In last year’s Championships in Sweden she won three gold medals and a bronze. – Last year the first gold was so unexpected. This year people had greater expectations for me, but it’s good to win again, she says.
It is also very good that she has come back to her best after her experience at the start of these Championships in Miercurea Ciuc, Romania. On the first competition day, early in the race, her nose started to bleed and that lasted for almost the whole of the rest of the course. Blood on the map-holder made it difficult to navigate correctly and she lost time. But in the Long and Sprint everything worked well, and after the Sprint the Swedish national anthem was again played for her. – I started safely so as not to make mistakes because it’s important to avoid mistakes. Once I was going well I speeded up a bit, she says.
Next year there are new opportunities; she has still one year left in the junior class. Just a couple of weeks before the Championships in Romania, Maria took part in the Junior World Championships in cross-country skiing. Her best performance was bronze in the relay.

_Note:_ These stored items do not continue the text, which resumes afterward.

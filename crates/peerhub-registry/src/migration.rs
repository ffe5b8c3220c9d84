//! Database migration runner.

use sqlx::PgPool;
use tracing::info;

use peerhub_core::error::{AppError, ErrorKind};
use peerhub_core::result::AppResult;

/// Run all pending database migrations.
pub async fn run_migrations(pool: &PgPool) -> AppResult<()> {
    info!("Running database migrations...");

    sqlx::migrate!("./migrations").run(pool).await.map_err(|e| {
        AppError::with_source(
            ErrorKind::Storage,
            format!("Failed to run migrations: {e}"),
            e,
        )
    })?;

    info!("Database migrations completed successfully");
    Ok(())
}
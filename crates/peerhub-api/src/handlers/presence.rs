//! Presence announce/list/remove handlers.

use axum::Json;
use axum::extract::{Path, State};
use chrono::{Duration, Utc};
use validator::Validate;

use peerhub_core::error::AppError;
use peerhub_core::types::{EndpointId, ParticipantId, PresenceRecord, RoomId};

use crate::dto::request::AnnouncePresenceRequest;
use crate::dto::response::{AnnouncePresenceResponse, ListPresenceResponse, SuccessResponse};
use crate::error::ApiError;
use crate::extractors::ClientIp;
use crate::handlers::room::room_error;
use crate::state::AppState;

/// Tolerated client clock skew on announce timestamps. Anything beyond
/// this is clamped: a far-future `last_seen` would pin the record live
/// until retention purges it and, via last-timestamp-wins, block the
/// participant's own legitimate refreshes.
const MAX_TIMESTAMP_SKEW_SECONDS: i64 = 30;

/// POST /api/rooms/{id}/presence
///
/// Publishes or refreshes the caller's presence record. A new
/// participant's first announce is gated on room usability; a refresh
/// of an existing record skips the registry lookup — safe because the
/// record expires on its own if the room dies.
pub async fn announce(
    State(state): State<AppState>,
    Path(room_id): Path<String>,
    client: ClientIp,
    Json(req): Json<AnnouncePresenceRequest>,
) -> Result<Json<AnnouncePresenceResponse>, ApiError> {
    let room_id = RoomId::from(room_id);
    state
        .rate_limiter
        .check("announce", client.as_str(), &room_id)
        .await?;

    req.validate()
        .map_err(|e| AppError::validation(format!("Invalid announce payload: {e}")))?;

    let (participant_id, refreshing) = match req.participant_id {
        Some(id) => {
            let participant = ParticipantId::new(id);
            let known = state.presence.contains(&room_id, &participant).await?;
            (participant, known)
        }
        None => (ParticipantId::generate(), false),
    };

    if !refreshing {
        let validation = state.rooms.validate(&room_id).await?;
        if let Some(reason) = validation.reason {
            return Err(room_error(&room_id, reason).into());
        }
    }

    let now = Utc::now();
    let ceiling = now + Duration::seconds(MAX_TIMESTAMP_SKEW_SECONDS);
    let record = PresenceRecord {
        room_id,
        participant_id: participant_id.clone(),
        endpoint_id: EndpointId::new(req.endpoint_id),
        last_seen: req.timestamp.unwrap_or(now).min(ceiling),
    };
    state.presence.upsert(&record).await?;

    Ok(Json(AnnouncePresenceResponse {
        success: true,
        participant_id,
    }))
}

/// GET /api/rooms/{id}/presence
pub async fn list(
    State(state): State<AppState>,
    Path(room_id): Path<String>,
    client: ClientIp,
) -> Result<Json<ListPresenceResponse>, ApiError> {
    let room_id = RoomId::from(room_id);
    state
        .rate_limiter
        .check("list", client.as_str(), &room_id)
        .await?;

    let participants = state
        .presence
        .list(&room_id)
        .await?
        .into_iter()
        .map(Into::into)
        .collect();

    Ok(Json(ListPresenceResponse { participants }))
}

/// DELETE /api/rooms/{id}/presence/{participant}
///
/// Idempotent; authorized only by possession of the participant id.
/// Participant ids are per-room ephemeral secrets with no access to
/// anything else, which is the accepted trust boundary here.
pub async fn remove(
    State(state): State<AppState>,
    Path((room_id, participant_id)): Path<(String, String)>,
    client: ClientIp,
) -> Result<Json<SuccessResponse>, ApiError> {
    let room_id = RoomId::from(room_id);
    state
        .rate_limiter
        .check("remove", client.as_str(), &room_id)
        .await?;

    state
        .presence
        .remove(&room_id, &ParticipantId::new(participant_id))
        .await?;

    Ok(Json(SuccessResponse { success: true }))
}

Marie got a medal in every race
Another female who has done very well during these Championships is Marie Asprusten from Norway. She is the only woman to have won an individual medal in every race. On the Sprint there were just 11 seconds between Maria and Marie. The Norwegian has had great success, but she has taken a decision not to train seriously for the sport as a senior. – I will not stop taking part, but when I participate it will be just for fun. There are so many other things I also want to do. I took this decision about not training hard a while ago, she says.
– Sport is life
Stepan Malinovsky is still only 17 years old, but he is a very keen sportsman and won the Sprint ahead of his team-mate Mikhail Utkin.
– Sport is life, says the Russian. He had a quite comfortable victory; the gap to Mikhail Utkin, who won both Middle and Long earlier in the Championships, was 18 seconds. Utkin had made no mistakes and said he had his best individual race of the Championships. That makes Malinovsky’s race really impressive.
The sprint winner started ski orienteering ten years ago when he took part in a local competition. Now he is one of the world’s best. He is studying at St. Petersburg Engineering University.